(What needs to be done)
Below are the records. Retype exactly the lines between the lines holding "INTO _keystash_migrations \" and "version INTEGER PRIMARY", inclusive.

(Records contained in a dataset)

◆ ◆ ◆ ◆ ◆

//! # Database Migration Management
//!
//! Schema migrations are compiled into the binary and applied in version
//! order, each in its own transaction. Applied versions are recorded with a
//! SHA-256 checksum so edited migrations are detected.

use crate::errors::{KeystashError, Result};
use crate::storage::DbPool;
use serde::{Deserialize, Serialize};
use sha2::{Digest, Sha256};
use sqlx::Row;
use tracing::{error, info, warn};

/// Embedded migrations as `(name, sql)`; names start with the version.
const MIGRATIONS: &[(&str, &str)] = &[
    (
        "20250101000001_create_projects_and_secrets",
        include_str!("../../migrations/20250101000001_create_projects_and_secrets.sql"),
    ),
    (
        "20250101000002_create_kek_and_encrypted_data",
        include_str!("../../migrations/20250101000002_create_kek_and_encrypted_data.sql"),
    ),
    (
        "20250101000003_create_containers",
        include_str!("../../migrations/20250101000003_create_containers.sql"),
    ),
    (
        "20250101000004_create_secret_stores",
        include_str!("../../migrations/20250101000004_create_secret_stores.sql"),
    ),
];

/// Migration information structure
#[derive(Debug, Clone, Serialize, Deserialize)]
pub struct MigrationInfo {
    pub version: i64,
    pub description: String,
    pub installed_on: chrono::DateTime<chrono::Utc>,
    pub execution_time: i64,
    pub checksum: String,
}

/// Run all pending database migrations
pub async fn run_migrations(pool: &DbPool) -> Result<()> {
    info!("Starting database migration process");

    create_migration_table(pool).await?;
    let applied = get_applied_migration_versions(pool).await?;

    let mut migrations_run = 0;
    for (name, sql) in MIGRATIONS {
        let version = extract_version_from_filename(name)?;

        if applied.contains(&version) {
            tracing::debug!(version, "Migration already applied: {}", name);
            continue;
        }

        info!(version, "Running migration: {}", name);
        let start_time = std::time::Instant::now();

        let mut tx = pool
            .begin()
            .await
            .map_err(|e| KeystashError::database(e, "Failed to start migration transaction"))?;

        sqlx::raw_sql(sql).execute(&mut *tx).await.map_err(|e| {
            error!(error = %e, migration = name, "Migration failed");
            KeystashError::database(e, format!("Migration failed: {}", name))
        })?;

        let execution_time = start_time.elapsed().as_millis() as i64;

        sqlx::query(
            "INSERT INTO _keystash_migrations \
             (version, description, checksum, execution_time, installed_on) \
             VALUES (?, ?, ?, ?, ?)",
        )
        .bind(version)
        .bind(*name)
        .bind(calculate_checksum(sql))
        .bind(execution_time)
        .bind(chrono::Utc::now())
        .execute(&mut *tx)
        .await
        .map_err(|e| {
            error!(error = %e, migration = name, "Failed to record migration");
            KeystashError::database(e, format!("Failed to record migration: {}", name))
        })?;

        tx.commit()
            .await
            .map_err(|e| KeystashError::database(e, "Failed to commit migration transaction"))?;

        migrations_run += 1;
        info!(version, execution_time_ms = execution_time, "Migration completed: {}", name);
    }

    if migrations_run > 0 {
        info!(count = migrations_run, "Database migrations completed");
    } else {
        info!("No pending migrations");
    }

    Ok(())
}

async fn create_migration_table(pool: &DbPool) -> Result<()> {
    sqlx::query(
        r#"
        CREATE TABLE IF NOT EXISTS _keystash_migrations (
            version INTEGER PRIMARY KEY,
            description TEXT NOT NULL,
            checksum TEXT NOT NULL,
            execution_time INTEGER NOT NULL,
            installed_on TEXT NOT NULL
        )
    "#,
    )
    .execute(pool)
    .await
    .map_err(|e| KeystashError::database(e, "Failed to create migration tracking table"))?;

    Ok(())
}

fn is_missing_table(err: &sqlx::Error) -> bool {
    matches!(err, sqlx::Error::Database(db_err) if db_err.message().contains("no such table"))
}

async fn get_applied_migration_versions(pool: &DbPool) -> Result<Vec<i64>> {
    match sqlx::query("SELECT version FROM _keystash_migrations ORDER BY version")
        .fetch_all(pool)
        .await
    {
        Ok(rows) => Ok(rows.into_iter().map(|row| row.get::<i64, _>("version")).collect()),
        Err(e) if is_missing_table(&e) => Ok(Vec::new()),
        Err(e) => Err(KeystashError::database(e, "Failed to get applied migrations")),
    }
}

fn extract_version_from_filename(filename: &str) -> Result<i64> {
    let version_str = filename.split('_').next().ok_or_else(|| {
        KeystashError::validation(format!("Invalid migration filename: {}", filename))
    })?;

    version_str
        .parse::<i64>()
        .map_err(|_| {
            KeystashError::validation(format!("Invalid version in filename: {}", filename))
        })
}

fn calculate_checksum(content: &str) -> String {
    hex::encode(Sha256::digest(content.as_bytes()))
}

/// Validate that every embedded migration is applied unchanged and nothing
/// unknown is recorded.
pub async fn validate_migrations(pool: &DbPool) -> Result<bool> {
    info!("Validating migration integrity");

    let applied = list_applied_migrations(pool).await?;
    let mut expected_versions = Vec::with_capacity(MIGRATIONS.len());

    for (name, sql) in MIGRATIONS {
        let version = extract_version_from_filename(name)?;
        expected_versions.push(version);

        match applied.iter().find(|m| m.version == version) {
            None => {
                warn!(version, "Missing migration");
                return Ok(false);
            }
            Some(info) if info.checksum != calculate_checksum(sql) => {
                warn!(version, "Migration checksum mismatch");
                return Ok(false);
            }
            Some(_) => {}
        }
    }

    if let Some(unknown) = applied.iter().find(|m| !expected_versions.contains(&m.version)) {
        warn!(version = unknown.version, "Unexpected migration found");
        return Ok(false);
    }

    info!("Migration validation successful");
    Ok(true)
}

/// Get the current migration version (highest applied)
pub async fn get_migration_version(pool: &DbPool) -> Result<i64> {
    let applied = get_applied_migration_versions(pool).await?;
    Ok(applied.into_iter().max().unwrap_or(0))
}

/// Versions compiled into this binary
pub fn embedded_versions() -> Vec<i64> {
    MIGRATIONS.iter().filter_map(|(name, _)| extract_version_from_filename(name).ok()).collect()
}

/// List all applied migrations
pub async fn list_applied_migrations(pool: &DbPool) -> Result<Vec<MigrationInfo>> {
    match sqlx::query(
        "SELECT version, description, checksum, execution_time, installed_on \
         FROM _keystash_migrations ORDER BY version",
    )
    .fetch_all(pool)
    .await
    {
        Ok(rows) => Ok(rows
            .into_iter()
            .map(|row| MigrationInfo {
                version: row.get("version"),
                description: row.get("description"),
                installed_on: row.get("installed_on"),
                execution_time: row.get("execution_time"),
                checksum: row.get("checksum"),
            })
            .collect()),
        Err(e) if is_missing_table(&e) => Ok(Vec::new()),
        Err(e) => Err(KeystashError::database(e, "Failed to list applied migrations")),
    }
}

◆ ◆ ◆ ◆ ◆

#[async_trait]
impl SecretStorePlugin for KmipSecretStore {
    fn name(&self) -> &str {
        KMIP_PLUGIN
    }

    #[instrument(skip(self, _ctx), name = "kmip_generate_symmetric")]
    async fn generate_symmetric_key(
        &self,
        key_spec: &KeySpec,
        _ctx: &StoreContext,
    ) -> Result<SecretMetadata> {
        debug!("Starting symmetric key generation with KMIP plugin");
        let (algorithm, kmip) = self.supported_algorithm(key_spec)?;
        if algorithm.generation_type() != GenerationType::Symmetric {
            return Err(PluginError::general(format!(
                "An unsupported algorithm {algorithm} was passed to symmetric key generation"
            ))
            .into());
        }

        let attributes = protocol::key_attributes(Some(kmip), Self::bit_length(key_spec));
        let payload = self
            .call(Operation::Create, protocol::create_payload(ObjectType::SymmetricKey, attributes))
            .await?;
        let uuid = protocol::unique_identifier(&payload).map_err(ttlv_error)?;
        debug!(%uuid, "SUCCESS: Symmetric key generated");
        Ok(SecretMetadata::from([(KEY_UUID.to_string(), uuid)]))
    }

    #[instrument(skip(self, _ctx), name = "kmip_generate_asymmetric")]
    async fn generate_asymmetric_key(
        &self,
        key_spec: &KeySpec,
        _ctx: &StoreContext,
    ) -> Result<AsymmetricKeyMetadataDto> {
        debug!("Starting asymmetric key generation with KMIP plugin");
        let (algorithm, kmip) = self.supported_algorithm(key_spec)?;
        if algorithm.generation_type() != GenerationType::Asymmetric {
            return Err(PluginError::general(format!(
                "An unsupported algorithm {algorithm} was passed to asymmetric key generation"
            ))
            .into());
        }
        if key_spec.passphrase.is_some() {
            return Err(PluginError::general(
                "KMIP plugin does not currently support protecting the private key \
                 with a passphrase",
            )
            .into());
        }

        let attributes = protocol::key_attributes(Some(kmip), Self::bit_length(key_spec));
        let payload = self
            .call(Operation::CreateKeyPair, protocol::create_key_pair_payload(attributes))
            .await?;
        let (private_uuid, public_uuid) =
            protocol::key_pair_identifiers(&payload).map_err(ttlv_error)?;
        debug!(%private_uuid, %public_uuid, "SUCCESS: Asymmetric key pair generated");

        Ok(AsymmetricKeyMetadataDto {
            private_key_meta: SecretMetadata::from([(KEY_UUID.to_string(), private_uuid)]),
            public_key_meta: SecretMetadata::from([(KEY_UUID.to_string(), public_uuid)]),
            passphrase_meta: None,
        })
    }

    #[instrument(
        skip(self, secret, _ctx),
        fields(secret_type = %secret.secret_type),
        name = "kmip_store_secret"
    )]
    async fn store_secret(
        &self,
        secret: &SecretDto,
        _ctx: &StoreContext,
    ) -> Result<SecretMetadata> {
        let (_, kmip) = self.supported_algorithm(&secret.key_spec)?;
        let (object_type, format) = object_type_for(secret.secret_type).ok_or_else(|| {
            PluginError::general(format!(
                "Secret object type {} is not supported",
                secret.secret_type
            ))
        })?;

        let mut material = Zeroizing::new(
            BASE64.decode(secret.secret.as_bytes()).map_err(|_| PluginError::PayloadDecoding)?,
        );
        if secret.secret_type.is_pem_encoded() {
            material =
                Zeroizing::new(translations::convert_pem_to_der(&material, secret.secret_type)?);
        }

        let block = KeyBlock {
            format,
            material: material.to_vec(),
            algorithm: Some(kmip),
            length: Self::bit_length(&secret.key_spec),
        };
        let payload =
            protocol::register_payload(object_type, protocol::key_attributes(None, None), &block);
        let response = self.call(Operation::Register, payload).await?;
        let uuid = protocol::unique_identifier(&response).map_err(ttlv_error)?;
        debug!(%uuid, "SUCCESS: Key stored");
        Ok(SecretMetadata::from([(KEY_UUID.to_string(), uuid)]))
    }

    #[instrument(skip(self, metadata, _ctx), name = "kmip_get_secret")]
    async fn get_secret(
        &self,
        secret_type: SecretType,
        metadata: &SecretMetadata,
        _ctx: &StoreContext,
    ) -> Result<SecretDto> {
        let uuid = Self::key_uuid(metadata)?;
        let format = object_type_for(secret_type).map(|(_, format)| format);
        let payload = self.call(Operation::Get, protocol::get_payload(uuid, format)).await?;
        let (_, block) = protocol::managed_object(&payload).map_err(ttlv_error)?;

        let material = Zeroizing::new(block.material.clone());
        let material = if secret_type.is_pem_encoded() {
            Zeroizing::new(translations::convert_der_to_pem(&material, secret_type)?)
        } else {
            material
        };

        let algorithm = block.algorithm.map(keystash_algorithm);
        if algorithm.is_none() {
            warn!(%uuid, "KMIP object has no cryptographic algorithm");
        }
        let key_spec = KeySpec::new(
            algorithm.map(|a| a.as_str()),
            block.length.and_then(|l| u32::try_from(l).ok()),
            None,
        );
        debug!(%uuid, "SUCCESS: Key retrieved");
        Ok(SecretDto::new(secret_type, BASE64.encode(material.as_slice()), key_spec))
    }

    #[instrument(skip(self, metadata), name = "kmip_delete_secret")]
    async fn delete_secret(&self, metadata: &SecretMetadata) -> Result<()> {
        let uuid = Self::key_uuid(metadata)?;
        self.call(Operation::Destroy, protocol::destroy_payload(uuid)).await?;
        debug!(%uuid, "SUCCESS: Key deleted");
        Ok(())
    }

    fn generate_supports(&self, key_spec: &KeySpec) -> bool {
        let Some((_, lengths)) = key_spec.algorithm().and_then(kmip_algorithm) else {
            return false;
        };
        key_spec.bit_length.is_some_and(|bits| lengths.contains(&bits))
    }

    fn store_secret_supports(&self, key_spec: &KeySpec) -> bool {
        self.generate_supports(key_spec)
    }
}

◆ ◆ ◆ ◆ ◆

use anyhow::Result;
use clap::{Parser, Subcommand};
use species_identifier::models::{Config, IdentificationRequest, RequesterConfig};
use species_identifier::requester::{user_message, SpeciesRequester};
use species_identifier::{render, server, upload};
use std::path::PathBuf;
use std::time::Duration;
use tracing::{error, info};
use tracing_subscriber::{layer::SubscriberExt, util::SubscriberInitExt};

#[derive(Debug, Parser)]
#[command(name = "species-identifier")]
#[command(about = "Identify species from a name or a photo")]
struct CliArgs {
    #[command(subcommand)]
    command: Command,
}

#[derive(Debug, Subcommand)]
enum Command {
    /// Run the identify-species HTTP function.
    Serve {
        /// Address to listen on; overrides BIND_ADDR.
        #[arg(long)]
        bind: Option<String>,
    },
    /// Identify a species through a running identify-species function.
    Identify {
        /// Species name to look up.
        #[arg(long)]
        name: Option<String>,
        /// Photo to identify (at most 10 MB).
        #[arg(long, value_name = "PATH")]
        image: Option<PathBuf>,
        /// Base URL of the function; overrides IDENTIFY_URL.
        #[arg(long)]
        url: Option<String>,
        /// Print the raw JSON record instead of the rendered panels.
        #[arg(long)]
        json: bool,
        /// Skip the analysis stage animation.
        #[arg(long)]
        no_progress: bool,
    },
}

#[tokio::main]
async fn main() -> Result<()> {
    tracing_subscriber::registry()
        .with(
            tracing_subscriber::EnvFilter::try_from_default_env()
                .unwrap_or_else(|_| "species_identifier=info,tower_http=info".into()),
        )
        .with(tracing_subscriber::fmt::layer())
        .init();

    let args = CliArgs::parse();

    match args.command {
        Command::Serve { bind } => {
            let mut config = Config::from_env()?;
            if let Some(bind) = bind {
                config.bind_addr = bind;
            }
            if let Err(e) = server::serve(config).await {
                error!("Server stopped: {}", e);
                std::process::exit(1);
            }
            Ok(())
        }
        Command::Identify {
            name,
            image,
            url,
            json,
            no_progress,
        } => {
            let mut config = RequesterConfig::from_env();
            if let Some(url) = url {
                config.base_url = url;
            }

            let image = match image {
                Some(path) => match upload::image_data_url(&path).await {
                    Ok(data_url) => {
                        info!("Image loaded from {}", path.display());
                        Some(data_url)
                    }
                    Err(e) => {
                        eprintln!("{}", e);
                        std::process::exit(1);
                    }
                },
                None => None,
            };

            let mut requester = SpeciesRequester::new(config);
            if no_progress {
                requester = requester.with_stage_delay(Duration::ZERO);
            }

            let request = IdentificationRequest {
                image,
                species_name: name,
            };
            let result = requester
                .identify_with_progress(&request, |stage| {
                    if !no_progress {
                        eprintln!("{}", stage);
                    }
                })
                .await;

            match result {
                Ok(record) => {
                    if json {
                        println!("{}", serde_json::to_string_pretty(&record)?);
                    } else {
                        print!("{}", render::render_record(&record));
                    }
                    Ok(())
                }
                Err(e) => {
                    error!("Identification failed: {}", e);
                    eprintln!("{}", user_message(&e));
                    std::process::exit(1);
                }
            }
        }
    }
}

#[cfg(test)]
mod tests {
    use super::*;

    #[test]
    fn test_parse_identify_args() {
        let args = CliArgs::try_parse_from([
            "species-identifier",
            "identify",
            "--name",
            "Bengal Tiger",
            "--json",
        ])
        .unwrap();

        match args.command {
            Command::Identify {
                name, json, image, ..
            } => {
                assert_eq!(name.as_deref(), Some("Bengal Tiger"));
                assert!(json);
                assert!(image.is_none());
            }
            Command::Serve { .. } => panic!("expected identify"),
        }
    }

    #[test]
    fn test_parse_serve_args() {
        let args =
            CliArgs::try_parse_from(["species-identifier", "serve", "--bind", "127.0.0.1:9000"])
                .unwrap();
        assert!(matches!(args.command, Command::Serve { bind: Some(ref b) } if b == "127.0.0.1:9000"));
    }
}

◆ ◆ ◆ ◆ ◆

(Answer box)
            "INSERT INTO _keystash_migrations \
             (version, description, checksum, execution_time, installed_on) \
             VALUES (?, ?, ?, ?, ?)",
        )
        .bind(version)
        .bind(*name)
        .bind(calculate_checksum(sql))
        .bind(execution_time)
        .bind(chrono::Utc::now())
        .execute(&mut *tx)
        .await
        .map_err(|e| {
            error!(error = %e, migration = name, "Failed to record migration");
            KeystashError::database(e, format!("Failed to record migration: {}", name))
        })?;

        tx.commit()
            .await
            .map_err(|e| KeystashError::database(e, "Failed to commit migration transaction"))?;

        migrations_run += 1;
        info!(version, execution_time_ms = execution_time, "Migration completed: {}", name);
    }

    if migrations_run > 0 {
        info!(count = migrations_run, "Database migrations completed");
    } else {
        info!("No pending migrations");
    }

    Ok(())
}

async fn create_migration_table(pool: &DbPool) -> Result<()> {
    sqlx::query(
        r#"
        CREATE TABLE IF NOT EXISTS _keystash_migrations (
            version INTEGER PRIMARY KEY,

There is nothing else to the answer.